## TASK STATEMENT
Entries follow. Give back exactly the lines starting at the one containing "generic RTP header" and ending at the one containing "u32) -> Vec<Vec<u8>>;", and no other lines.

## RECORDS FOR THIS TASK
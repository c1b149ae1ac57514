use std::net::{SocketAddr, ToSocketAddrs};
use std::path::PathBuf;
use std::process::ExitCode;
use std::thread;
use std::time::Instant;

use clap::Parser;
use rtp_jpeg::{FrameSource, MjpegPacketizer, Packetizer, StillImageSource, StreamConfig, UdpTransport};

#[derive(Parser)]
#[command(
    name = "rtp-jpeg-streamer",
    about = "Stream a JPEG image as RTP/JPEG (RFC 2435) over UDP"
)]
struct Args {
    /// JPEG file sent on every tick
    #[arg(long)]
    jpeg: PathBuf,

    /// Frames per second
    #[arg(long, value_parser = clap::value_parser!(u32).range(1..))]
    fps: u32,

    /// Destination address (host:port)
    #[arg(long, default_value = "127.0.0.1:16384")]
    dest: String,

    /// Largest RTP payload in bytes, excluding the RTP header
    #[arg(long, default_value_t = 1400)]
    max_payload: usize,

    /// Number of ticks to run; 0 runs until killed
    #[arg(long, default_value_t = 0)]
    frames: u64,
}

fn resolve(dest: &str) -> rtp_jpeg::Result<SocketAddr> {
    dest.to_socket_addrs()?.next().ok_or_else(|| {
        std::io::Error::new(
            std::io::ErrorKind::NotFound,
            format!("{dest} did not resolve to an address"),
        )
        .into()
    })
}

fn run(args: Args) -> rtp_jpeg::Result<()> {
    let config = StreamConfig {
        max_payload_size: args.max_payload,
        frame_rate: args.fps,
        ..StreamConfig::default()
    };
    let mut packetizer = MjpegPacketizer::from_config(&config)?;
    let mut source = StillImageSource::from_path(&args.jpeg)?;
    let transport = UdpTransport::bind()?;
    let dest = resolve(&args.dest)?;

    for line in packetizer.sdp_attributes() {
        tracing::info!(%line, "SDP");
    }
    tracing::info!(%dest, fps = args.fps, ssrc = format_args!("{:#010X}", packetizer.ssrc()), "streaming");

    let interval = config.frame_interval();
    let increment = config.timestamp_increment();
    let mut next_tick = Instant::now();
    let mut tick = 0u64;

    while args.frames == 0 || tick < args.frames {
        let Some(frame) = source.next_frame()? else {
            break;
        };
        let packets = packetizer.packetize(frame, increment);
        if let Err(e) = transport.send_all(&packets, dest) {
            tracing::warn!(error = %e, tick, "send failed");
        }
        tick += 1;

        next_tick += interval;
        match next_tick.checked_duration_since(Instant::now()) {
            Some(wait) => thread::sleep(wait),
            None => {
                tracing::debug!(tick, "tick overran its interval");
                next_tick = Instant::now();
            }
        }
    }

    tracing::info!(ticks = tick, "stream finished");
    Ok(())
}

fn main() -> ExitCode {
    tracing_subscriber::fmt::init();

    let args = Args::parse();

    match run(args) {
        Ok(()) => ExitCode::SUCCESS,
        Err(e) => {
            eprintln!("Failed to stream: {}", e);
            ExitCode::FAILURE
        }
    }
}
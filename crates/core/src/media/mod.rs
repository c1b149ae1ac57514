//! RTP packetization of JPEG frames.
//!
//! This module provides the [`Packetizer`] trait, the generic RTP fixed
//! header ([`rtp::RtpHeader`]) and the RTP/JPEG implementation
//! ([`mjpeg::MjpegPacketizer`]).
//!
//! ## Per-frame flow
//!
//! ```text
//! JPEG buffer ─► jpeg::parse ─► FrameDescriptor ─► mjpeg::payload::packetize
//!                                                        │
//!                      RtpHeader::write(marker) + payload ◄┘  (one per fragment)
//! ```
//!
//! Each frame becomes one or more RTP packets sharing a timestamp; the
//! marker bit is set on the last one.
//!
//! | Payload | Module | RFC |
//! |---------|--------|-----|
//! | JPEG    | [`mjpeg`] | [RFC 2435](https://tools.ietf.org/html/rfc2435) |

pub mod mjpeg;
pub mod rtp;

/// Codec-specific RTP packetizer.
///
/// Implementors turn one encoded frame per call into complete RTP packets
/// and describe themselves for an SDP media section. The generic RTP header
/// is handled by [`rtp::RtpHeader`]; packetizers compose it.
pub trait Packetizer: Send {
    /// Packetize one encoded frame into RTP packets.
    ///
    /// Each returned `Vec<u8>` is a complete RTP packet: 12-byte header
    /// followed by the codec-specific payload. A frame that cannot be
    /// packetized yields no packets; the stream carries on with the next
    /// call.
    ///
    /// `timestamp_increment` advances the RTP timestamp after this frame,
    /// typically `clock_rate / fps` (e.g. 3000 for 30 fps at 90 kHz).
    fn packetize(&mut self, encoded_data: &[u8], timestamp_increment: u32) -> Vec<Vec<u8>>;

    /// Codec name for the SDP `a=rtpmap` attribute (e.g. `"JPEG"`).
    fn codec_name(&self) -> &'static str;

    /// RTP clock rate in Hz. Video uses 90000.
    fn clock_rate(&self) -> u32;

    /// RTP payload type number (RFC 3551).
    fn payload_type(&self) -> u8;

    /// SDP media-level attribute lines, each including the `a=` prefix.
    fn sdp_attributes(&self) -> Vec<String>;

    /// Sequence number of the next packet.
    fn next_sequence(&self) -> u16;

    /// RTP timestamp of the next frame.
    fn next_rtp_timestamp(&self) -> u32;
}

## TASK RESULT
/// and describe themselves for an SDP media section. The generic RTP header
/// is handled by [`rtp::RtpHeader`]; packetizers compose it.
pub trait Packetizer: Send {
    /// Packetize one encoded frame into RTP packets.
    ///
    /// Each returned `Vec<u8>` is a complete RTP packet: 12-byte header
    /// followed by the codec-specific payload. A frame that cannot be
    /// packetized yields no packets; the stream carries on with the next
    /// call.
    ///
    /// `timestamp_increment` advances the RTP timestamp after this frame,
    /// typically `clock_rate / fps` (e.g. 3000 for 30 fps at 90 kHz).
    fn packetize(&mut self, encoded_data: &[u8], timestamp_increment: u32) -> Vec<Vec<u8>>;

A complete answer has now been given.